Plastic and reconstructive surgeons are usually exposed to NIR from the microscope for an extended period of time during microsurgery, thus, surgeons should consider protection of eyes from NIR. NIR that is absorbed by the anterior segment (the cornea, aqueous, and lens) can produce clouding of the cornea and cataract (Aly, 2011; Lydahl, 1984; Zaret, 1976). The International Commission on Non-Ionizing Radiation Protection recommended protection to avoid the thermal injury of the cornea and possible cataractogenesis.

973073-fig-4

Fig. 4: Superficial Tissue Aging Induced by Solar NIR Radiation

Conclusion

In order to simulate solar NIR that reaches the skin and to investigate the properties of NIR, the NIR source must possess a water filter and contact cooling.

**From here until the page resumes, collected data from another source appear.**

use std::sync::atomic::{AtomicBool, Ordering};
use std::sync::Arc;

use async_trait::async_trait;
use tokio::sync::broadcast;

use crate::errors::HostBridgeError;
use crate::model::{ContentScriptMode, ContentScriptState, HostRequest, HostResponse, PageContextEnvelope};

/// One dispatch call per recognised [`HostRequest`] (§6). Implemented by
/// whatever owns the live session/engine; this crate only fixes the wire
/// shape and the disconnect-degrades-gracefully behaviour.
#[async_trait]
pub trait HostBridge {
    async fn dispatch(&self, request: HostRequest) -> Result<HostResponse, HostBridgeError>;
    fn subscribe_page_context(&self) -> broadcast::Receiver<PageContextEnvelope>;
    fn is_connected(&self) -> bool;
}

/// A bridge with no live session attached: answers `ping`/`getState`
/// truthfully and reports [`HostBridgeError::HostDisconnected`] for
/// anything that would need a session, the same degrade-gracefully
/// behaviour the disconnected host channel gets in production (§7).
pub struct DisconnectedHostBridge {
    connected: AtomicBool,
    page_context: broadcast::Sender<PageContextEnvelope>,
}

impl DisconnectedHostBridge {
    pub fn new() -> Arc<Self> {
        let (page_context, _) = broadcast::channel(64);
        Arc::new(Self {
            connected: AtomicBool::new(true),
            page_context,
        })
    }

    pub fn disconnect(&self) {
        self.connected.store(false, Ordering::SeqCst);
    }

    pub fn publish_page_context(&self, envelope: PageContextEnvelope) {
        let _ = self.page_context.send(envelope);
    }
}

#[async_trait]
impl HostBridge for DisconnectedHostBridge {
    async fn dispatch(&self, request: HostRequest) -> Result<HostResponse, HostBridgeError> {
        if !self.connected.load(Ordering::SeqCst) {
            return Err(HostBridgeError::HostDisconnected);
        }
        match request {
            HostRequest::Ping => Ok(HostResponse::Pong { ready: true }),
            HostRequest::GetState => Ok(HostResponse::State(ContentScriptState {
                mode: ContentScriptMode::Idle,
                initialised: true,
                page_url: None,
                attached_iframes: 0,
                interceptor_injected: false,
                recording_state: None,
                replay_state: None,
            })),
            _ => Err(HostBridgeError::NoActiveSession),
        }
    }

    fn subscribe_page_context(&self) -> broadcast::Receiver<PageContextEnvelope> {
        self.page_context.subscribe()
    }

    fn is_connected(&self) -> bool {
        self.connected.load(Ordering::SeqCst)
    }
}

#[cfg(test)]
mod tests {
    use super::*;

    #[tokio::test]
    async fn ping_always_answers_even_without_a_session() {
        let bridge = DisconnectedHostBridge::new();
        let response = bridge.dispatch(HostRequest::Ping).await.unwrap();
        assert!(matches!(response, HostResponse::Pong { ready: true }));
    }

    #[tokio::test]
    async fn session_requests_fail_without_a_session_owner() {
        let bridge = DisconnectedHostBridge::new();
        let result = bridge.dispatch(HostRequest::StopRecording).await;
        assert!(matches!(result, Err(HostBridgeError::NoActiveSession)));
    }

    #[tokio::test]
    async fn disconnecting_fails_even_liveness_probes() {
        let bridge = DisconnectedHostBridge::new();
        bridge.disconnect();
        let result = bridge.dispatch(HostRequest::Ping).await;
        assert!(matches!(result, Err(HostBridgeError::HostDisconnected)));
    }

    #[tokio::test]
    async fn page_context_messages_reach_subscribers() {
        let bridge = DisconnectedHostBridge::new();
        let mut rx = bridge.subscribe_page_context();
        bridge.publish_page_context(PageContextEnvelope {
            source: "replay-page-script".into(),
            message: crate::model::PageContextMessage::PageScriptReady,
        });
        let envelope = rx.recv().await.unwrap();
        assert_eq!(envelope.source, "replay-page-script");
    }
}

Appropriate NIR induces dermal heating thermally and non-thermally induces collagen and elastin stimulation, which results in tightening of skin laxity. NIR also non-thermally induces long-lasting vasodilation, which may prevent vasospasm and may be beneficial for ischemic disorders, vasospasm, and flap surgeries. Further, NIR relaxes and weakens dystonic or hypertrophic muscles to reduce wrinkles and myalgia, which might have an application for treating muscle disorders, and causes long-lasting induction of subcutaneous adipocytes, which may have an application for volume augmentation. NIR might be beneficial for regenerative medicine based on its stimulation of stem cells. Cancer detection and imaging may gain from NIR, due to cancer’s high sensitivity to NIR, and NIR induction of non-thermal DNA damage of mitotic cells could be useful in cancer treatment. These new techniques using NIR may be beneficial in many fields of plastic surgery.

Importantly, solar NIR may cause unexpected photoaging, muscle thinning and stimulation of stem cells, including cancer stem cells, in areas of the body exposed to the sun. Although various kinds of sunscreen materials are often used to prevent skin damage from UV exposure, these materials block neither visible light nor NIR. Therefore, skin should be protected with clothing or sunscreen that not only blocks UV, but also NIR, in order to prevent photoaging, skin ptosis, and oncogenicity. However, additional non-thermal studies are needed to investigate the biological effects of NIR in humans.

Disclosure

None of the authors of this study have a conflict of interest.